I'm hoping some of you who are more knowledgeable might help me dig in to where our future national conversation about the federal budget can target agency departments that bring in revenue through dinging folks and companies for irregularities.
I know this has been discussed regarding sequester cutbacks of the IRS or Medicare fraud investigations, and obviously the Department of Justice has gotten some pretty big fines from banks. But my question is how to develop a really decent list of areas of the government that could self-fund expansion based on producing revenue.
We've heard of "running government like a business" and we've heard of "law and order" usually in ways we don't like. But as we approach the coming budget talks it seems to me there are a few ways to approach making a positive difference on not hampering agency departments that go after wrongdoers and bring in more money than their department's budget. Shouldn't these be allowed to expand?

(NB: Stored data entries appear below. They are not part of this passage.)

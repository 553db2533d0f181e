//! View models handed to templates and UI code.

pub mod catalog;
pub mod ledger;
use diesel::prelude::*;

use crate::domain::catalog::{CatalogItem as DomainCatalogItem, CatalogKind, NewCatalogItem};
use crate::domain::types::{ImageUrl, ItemName, TypeConstraintError, VideoUrl};

/// Row shape shared by the `filmes` and `series` tables.
///
/// `Queryable` maps columns by position, so the same struct loads from either
/// table; the kind is attached when converting into the domain type. Text
/// columns are returned exactly as stored.
#[derive(Debug, Clone, Queryable)]
pub struct CatalogRow {
    pub id: i32,
    pub nome: String,
    pub imagem_url: String,
    pub video_url: String,
}

impl CatalogRow {
    pub fn into_domain(self, kind: CatalogKind) -> Result<DomainCatalogItem, TypeConstraintError> {
        Ok(DomainCatalogItem {
            id: self.id.try_into()?,
            kind,
            name: ItemName::from_stored(self.nome),
            image_url: ImageUrl::from_stored(self.imagem_url),
            video_url: VideoUrl::from_stored(self.video_url),
        })
    }
}

/// Insertable form of a row in the `filmes` table.
#[derive(Debug, Insertable)]
#[diesel(table_name = crate::schema::filmes)]
pub struct NewMovieRow {
    pub nome: String,
    pub imagem_url: String,
    pub video_url: String,
}

/// Insertable form of a row in the `series` table.
#[derive(Debug, Insertable)]
#[diesel(table_name = crate::schema::series)]
pub struct NewSeriesRow {
    pub nome: String,
    pub imagem_url: String,
    pub video_url: String,
}

impl From<NewCatalogItem> for NewMovieRow {
    fn from(item: NewCatalogItem) -> Self {
        Self {
            nome: item.name.into_inner(),
            imagem_url: item.image_url.into_inner(),
            video_url: item.video_url.into_inner(),
        }
    }
}

impl From<NewCatalogItem> for NewSeriesRow {
    fn from(item: NewCatalogItem) -> Self {
        Self {
            nome: item.name.into_inner(),
            imagem_url: item.image_url.into_inner(),
            video_url: item.video_url.into_inner(),
        }
    }
}
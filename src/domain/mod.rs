//! Domain entities and value objects shared by the catalog and the ledger.

pub mod catalog;
pub mod dividend;
pub mod types;
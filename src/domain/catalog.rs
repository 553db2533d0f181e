use serde::{Deserialize, Serialize};

use crate::domain::types::{CatalogItemId, ImageUrl, ItemName, VideoUrl};

/// Selects which backing table a catalog operation targets.
#[derive(Clone, Copy, Debug, Serialize, Deserialize, PartialEq, Eq, Hash)]
#[serde(rename_all = "snake_case")]
pub enum CatalogKind {
    Movie,
    Series,
}

impl CatalogKind {
    pub const ALL: [CatalogKind; 2] = [CatalogKind::Movie, CatalogKind::Series];

    /// Resolves the segment used in `/play/{kind}/{id}` URLs.
    ///
    /// Unknown segments yield `None`, which callers report as "not found".
    pub fn from_path_segment(segment: &str) -> Option<Self> {
        match segment {
            "filme" => Some(Self::Movie),
            "serie" => Some(Self::Series),
            _ => None,
        }
    }

    /// Path segment used to build play links for this kind.
    pub const fn path_segment(self) -> &'static str {
        match self {
            Self::Movie => "filme",
            Self::Series => "serie",
        }
    }

    /// Name of the SQL table holding rows of this kind.
    pub const fn table_name(self) -> &'static str {
        match self {
            Self::Movie => "filmes",
            Self::Series => "series",
        }
    }
}

/// A movie or series row.
#[derive(Debug, Clone, Serialize, Deserialize, PartialEq)]
pub struct CatalogItem {
    pub id: CatalogItemId,
    pub kind: CatalogKind,
    pub name: ItemName,
    pub image_url: ImageUrl,
    pub video_url: VideoUrl,
}

/// Data required to insert a new [`CatalogItem`].
#[derive(Debug, Clone, Serialize, Deserialize, PartialEq)]
pub struct NewCatalogItem {
    pub kind: CatalogKind,
    pub name: ItemName,
    pub image_url: ImageUrl,
    pub video_url: VideoUrl,
}
//! Helpers for integration tests.

use diesel_migrations::{EmbeddedMigrations, MigrationHarness, embed_migrations};
use tempfile::NamedTempFile;
use zoomplay::db::{DbPool, establish_connection_pool};
use zoomplay::domain::catalog::{CatalogKind, NewCatalogItem};
use zoomplay::domain::types::{ImageUrl, ItemName, VideoUrl};

pub const MIGRATIONS: EmbeddedMigrations = embed_migrations!(); // assumes migrations/ exists

/// Temporary database used in integration tests.
pub struct TestDb {
    _tempfile: NamedTempFile,
    pool: DbPool,
}

impl TestDb {
    pub fn new() -> Self {
        let tempfile = NamedTempFile::new().expect("Failed to create temp file");
        let pool = establish_connection_pool(tempfile.path().to_str().unwrap())
            .expect("Failed to establish SQLite connection.");
        let mut conn = pool
            .get()
            .expect("Failed to get SQLite connection from pool.");
        conn.run_pending_migrations(MIGRATIONS)
            .expect("Migrations failed");
        TestDb {
            _tempfile: tempfile,
            pool,
        }
    }

    pub fn pool(&self) -> DbPool {
        self.pool.clone()
    }
}

#[allow(dead_code)]
pub fn new_item(kind: CatalogKind, name: &str) -> NewCatalogItem {
    NewCatalogItem {
        kind,
        name: ItemName::new(name).expect("valid name"),
        image_url: ImageUrl::new(format!("https://img.example/{name}.jpg")).expect("valid image"),
        video_url: VideoUrl::new(format!("https://video.example/{name}.mp4"))
            .expect("valid video"),
    }
}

So what oversight should departments like that have in order to prevent them from becoming greedy secret police? Also, what positive incentives are already in place for whistleblowers or tipsters? How could this possibly be expanded to include crowdsourcing datasets that have been anonymized? I'll bet there are all sorts of housebound intellectuals with data-crunching skills who would have fun trying to find hidden irregularities if there was a chance they could make $thousands (tax free?).
And there must be some really good nonprofits already doing things like this.
Tell me to just go on the Internet and look up: [WHAT?]. (Please do tell me.)
Tell me it's ridiculous that this sorry excuse for a diary doesn't already include [WHAT?] or link to [WHICH?] other diary.
If nothing else I feel this is a very contrary approach to face spending-cutting conservatives with as we approach the next set of talks. Who are our hunting dogs in the federal government and how should they be permitted to bring game home to our collective federal coffers?